Tak akan kubiarkan kau meratapi kesangsiangmu
Ratapan cinta yang angkuh “Akulah yang telah membunuhmu, Thisbe!”
Sambil kau ciumi selendang sampai di bawah pohon Mulberry
dan tak harus ada sesalmu,“kau juga harus meminum darahku, Thisbe!”

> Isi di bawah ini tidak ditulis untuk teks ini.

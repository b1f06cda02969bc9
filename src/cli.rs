use crate::config::{load_settings, Platform};
use crate::console::{
    run_operation, AdminOp, ConnectionSpec, ConsoleConfig, Family, ParamValue, Verb,
};
use std::path::Path;

/// Diagnostic command-line adapter. Runs one operation and prints the JSON
/// envelope; credentials come from the environment so they never land in
/// shell history.
pub fn run(args: Vec<String>) -> Result<String, String> {
    if args.len() < 4 {
        return Err(usage());
    }
    let settings = load_settings(Path::new(&args[0])).map_err(|err| err.to_string())?;
    let conn = parse_connection(&args[1])?;
    let family = Family::parse(&args[2])?;
    let verb = Verb::parse(&args[3])?;

    let mut op = AdminOp::new(family, verb);
    for pair in &args[4..] {
        let (key, value) = pair
            .split_once('=')
            .ok_or_else(|| format!("expected key=value, got `{pair}`"))?;
        match key {
            "cluster" => op = op.with_cluster(value),
            "entity" => op = op.with_entity(value),
            _ => op = op.with_param(key, parse_value(value)),
        }
    }

    let config =
        ConsoleConfig::from_settings(&settings, Platform::current()).map_err(|err| err.to_string())?;
    let envelope = run_operation(&config, &conn, &op);
    serde_json::to_string_pretty(&envelope).map_err(|err| err.to_string())
}

fn usage() -> String {
    [
        "usage: farmgate <settings.yaml> <host:port> <family> <verb> [key=value ...]",
        "",
        "families: cluster, server, process, session, infobase, rule,",
        "          cluster-admin, agent-admin",
        "verbs:    list, info, insert, update, remove, terminate, register, apply",
        "",
        "selectors: cluster=<id> entity=<id>",
        "credentials are read from FARMGATE_CLUSTER_USER, FARMGATE_CLUSTER_PWD,",
        "FARMGATE_AGENT_USER and FARMGATE_AGENT_PWD",
    ]
    .join("\n")
}

fn parse_connection(raw: &str) -> Result<ConnectionSpec, String> {
    let (host, port) = raw
        .rsplit_once(':')
        .ok_or_else(|| format!("expected host:port, got `{raw}`"))?;
    let port: u16 = port
        .parse()
        .map_err(|_| format!("invalid port in `{raw}`"))?;
    let mut conn = ConnectionSpec::new(host, port);
    conn.cluster_user = env_credential("FARMGATE_CLUSTER_USER");
    conn.cluster_pwd = env_credential("FARMGATE_CLUSTER_PWD");
    conn.agent_user = env_credential("FARMGATE_AGENT_USER");
    conn.agent_pwd = env_credential("FARMGATE_AGENT_PWD");
    Ok(conn)
}

fn env_credential(name: &str) -> Option<String> {
    std::env::var(name).ok().filter(|value| !value.is_empty())
}

fn parse_value(raw: &str) -> ParamValue {
    match raw {
        "true" => ParamValue::Toggle(true),
        "false" => ParamValue::Toggle(false),
        _ => raw
            .parse::<i64>()
            .map(ParamValue::Number)
            .unwrap_or_else(|_| ParamValue::text(raw)),
    }
}
use crate::console::params::{self, ParamSpec, ParamValue, ValueKind};
use crate::console::{ConnectionSpec, Family, Verb};
use chrono::NaiveDateTime;
use std::collections::BTreeMap;
use tracing::{debug, warn};

/// One administrative operation to run against the tool: family, verb, the
/// cluster/entity selectors and the logical parameter map. Everything is
/// assembled into the final argument vector by [`build_args`].
#[derive(Debug, Clone)]
pub struct AdminOp {
    pub family: Family,
    pub verb: Verb,
    pub cluster: Option<String>,
    pub entity: Option<String>,
    pub params: BTreeMap<String, ParamValue>,
}

impl AdminOp {
    pub fn new(family: Family, verb: Verb) -> Self {
        Self {
            family,
            verb,
            cluster: None,
            entity: None,
            params: BTreeMap::new(),
        }
    }

    pub fn with_cluster(mut self, id: impl Into<String>) -> Self {
        self.cluster = Some(id.into());
        self
    }

    pub fn with_entity(mut self, id: impl Into<String>) -> Self {
        self.entity = Some(id.into());
        self
    }

    pub fn with_param(mut self, name: impl Into<String>, value: ParamValue) -> Self {
        self.params.insert(name.into(), value);
        self
    }
}

/// Assemble the ordered argument vector for one operation.
///
/// The tool is order-sensitive. The connection string is the trailing
/// positional argument for every operation except cluster registration,
/// where the agent credentials and the connection string precede the
/// subcommand tokens. Cluster credentials must directly follow the
/// `--cluster=` selector, and the cluster-list operation accepts no cluster
/// credentials at all.
pub fn build_args(op: &AdminOp, conn: &ConnectionSpec) -> Vec<String> {
    let mut args = Vec::new();

    if op.family == Family::Cluster && op.verb == Verb::Insert {
        push_agent_auth(&mut args, conn);
        args.push(conn.address());
        push_subcommand(&mut args, op);
        push_params(&mut args, op);
        return args;
    }

    push_subcommand(&mut args, op);
    if let Some(cluster) = &op.cluster {
        args.push(format!("--cluster={cluster}"));
        if cluster_auth_accepted(op) {
            push_cluster_auth(&mut args, conn);
        }
    }
    if let (Some(flag), Some(entity)) = (op.family.entity_flag(), &op.entity) {
        push_value(&mut args, flag, entity);
    }
    push_params(&mut args, op);
    push_agent_auth(&mut args, conn);
    args.push(conn.address());
    args
}

/// Copy of the vector safe for logging: credential values replaced by a
/// mask. The unmasked vector may only ever reach the trace tier.
pub fn masked_args(args: &[String]) -> Vec<String> {
    const SECRET_FLAGS: &[&str] = &["--cluster-pwd", "--agent-pwd", "--pwd", "--db-pwd"];

    let mut masked = Vec::with_capacity(args.len());
    let mut mask_next = false;
    for token in args {
        if mask_next {
            masked.push("***".to_string());
            mask_next = false;
            continue;
        }
        if let Some((flag, _)) = token.split_once('=') {
            if SECRET_FLAGS.contains(&flag) {
                masked.push(format!("{flag}=***"));
                continue;
            }
        } else if SECRET_FLAGS.contains(&token.as_str()) {
            masked.push(token.clone());
            mask_next = true;
            continue;
        }
        masked.push(token.clone());
    }
    masked
}

fn cluster_auth_accepted(op: &AdminOp) -> bool {
    !(op.family == Family::Cluster && op.verb == Verb::List)
}

fn push_subcommand(args: &mut Vec<String>, op: &AdminOp) {
    for token in op.family.tokens() {
        args.push((*token).to_string());
    }
    for token in verb_tokens(op.family, op.verb) {
        args.push((*token).to_string());
    }
}

fn verb_tokens(family: Family, verb: Verb) -> &'static [&'static str] {
    match (family, verb) {
        (Family::Infobase, Verb::List) => &["summary", "list"],
        (Family::Infobase, Verb::Insert) => &["create"],
        (Family::Infobase, Verb::Remove) => &["drop"],
        (_, Verb::List) => &["list"],
        (_, Verb::Info) => &["info"],
        (_, Verb::Insert) => &["insert"],
        (_, Verb::Update) => &["update"],
        (_, Verb::Remove) => &["remove"],
        (_, Verb::Terminate) => &["terminate"],
        (_, Verb::Register) => &["register"],
        (_, Verb::Apply) => &["apply"],
    }
}

fn push_cluster_auth(args: &mut Vec<String>, conn: &ConnectionSpec) {
    if let Some(user) = &conn.cluster_user {
        push_value(args, "--cluster-user", user);
    }
    if let Some(pwd) = &conn.cluster_pwd {
        push_value(args, "--cluster-pwd", pwd);
    }
}

fn push_agent_auth(args: &mut Vec<String>, conn: &ConnectionSpec) {
    if let Some(user) = &conn.agent_user {
        push_value(args, "--agent-user", user);
    }
    if let Some(pwd) = &conn.agent_pwd {
        push_value(args, "--agent-pwd", pwd);
    }
}

fn push_params(args: &mut Vec<String>, op: &AdminOp) {
    let table = params::table(op.family, op.verb);
    for (name, value) in &op.params {
        match table.iter().find(|spec| spec.name == name.as_str()) {
            Some(spec) => push_known(args, spec, value),
            None => push_unknown(args, name, value),
        }
    }
}

fn push_known(args: &mut Vec<String>, spec: &ParamSpec, value: &ParamValue) {
    match spec.kind {
        ValueKind::Text | ValueKind::Number => {
            push_value(args, spec.flag, &value.render());
        }
        ValueKind::Toggle(words) => {
            let rendered = match value {
                ParamValue::Toggle(v) => words.render(*v).to_string(),
                other => other.render(),
            };
            args.push(format!("{}={rendered}", spec.flag));
        }
        ValueKind::ClearableText => {
            let text = value.render();
            if text.is_empty() {
                args.push(format!("{}=", spec.flag));
            } else {
                push_value(args, spec.flag, &text);
            }
        }
        ValueKind::ClearableDateTime => {
            let text = value.render();
            if text.is_empty() {
                args.push(format!("{}=", spec.flag));
            } else if let Some(normalized) = normalize_datetime(&text) {
                args.push(format!("{}={normalized}", spec.flag));
            } else {
                warn!(flag = spec.flag, value = %text, "dropping malformed date/time parameter");
            }
        }
        ValueKind::Bare => {
            if matches!(value, ParamValue::Toggle(true)) {
                args.push(spec.flag.to_string());
            }
        }
    }
}

/// Keys outside the table are dropped unless they already look like a tool
/// flag or carry the flag word separator, in which case they pass through.
fn push_unknown(args: &mut Vec<String>, name: &str, value: &ParamValue) {
    let flag = if name.starts_with("--") {
        name.to_string()
    } else if name.contains('-') {
        format!("--{name}")
    } else {
        debug!(param = name, "ignoring unknown parameter");
        return;
    };
    push_value(args, &flag, &value.render());
}

/// Values with embedded whitespace go out as two vector elements so the
/// tool does not mis-tokenize them; everything else uses the `=` form.
fn push_value(args: &mut Vec<String>, flag: &str, value: &str) {
    if value.chars().any(char::is_whitespace) {
        args.push(flag.to_string());
        args.push(value.to_string());
    } else {
        args.push(format!("{flag}={value}"));
    }
}

/// Normalize a date/time literal to `YYYY-MM-DDTHH:MM:SS`. Missing seconds
/// default to `:00`; anything else is rejected.
fn normalize_datetime(raw: &str) -> Option<String> {
    const FORMATS: &[&str] = &[
        "%Y-%m-%dT%H:%M:%S",
        "%Y-%m-%d %H:%M:%S",
        "%Y-%m-%dT%H:%M",
        "%Y-%m-%d %H:%M",
    ];
    let trimmed = raw.trim();
    for format in FORMATS {
        if let Ok(parsed) = NaiveDateTime::parse_from_str(trimmed, format) {
            return Some(parsed.format("%Y-%m-%dT%H:%M:%S").to_string());
        }
    }
    None
}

Misal aku adalah serigala, Phiramus!
Demi cintamu, aku tak akan memangsa di malam perjanjian itu
Biar cintamu-Thisbe tak harus lari ke dalam persembunyian
Biar ia tak memeluk dan mencium bibirmu yang telah dingin

Misal aku adalah pedangmu, Phiramus!
Aku tak akan memasuki jantung kematianmu
Biar tak ada yang tersedu karena ketajamanku


Blandongan, 2012

Selendang Sulaiman, Lahir di Pajhagungan, Gapura, Sumenep. Pembimbing Sanggar Conglet PP. Al-In'Am Sumenep. Kini, Mahasiswa Sejarah dan Kebudayaan Islam Fakultas Adab dan Ilmu Budaya UIN Sunan Kalijaga Yogyakarta. Puisinya dimuat diberbagai Media Massa: Seputar Indonesia, Suara Karya, Merapi, Joglosemar, Minggu Pagi, Metro Riau, Harian Lahat, Majalah Frasa, Majalah Sagang,. Dan beberapa antologi Puisi bersama: Sang Penyair (Perpust Press 2007), Mazhab Kutub (Pustaka Pujangga 2010), 50 Penyair Membaca Jogja; Suluk Mataram (MP 2011), Bima Membara (HMP 2012), Presidin Untuk Presidenku (SANY Publishing 2012), Jembatan Sejadah (SP 2012), Satu Kata Istimewa (Ombak 2012), Igau Danau (Sanggar Imaji, 2012), Dialog Tanian Lanjhang (Majelis Sastra Madura, 2012), Antologi Bulan Sembilan (FLP Kudus 2012) dan Pahlawanku Lukisan Ibu Pertiwi (Wangsa Indira Jaya, 2013). Bergiat di Lesehan Sastra Kutub, Sanggar Nuun Yogyakarta, Sanggar Jepit Yogyakarta dan Masyarakat Bawah Pohon Yogyakarta.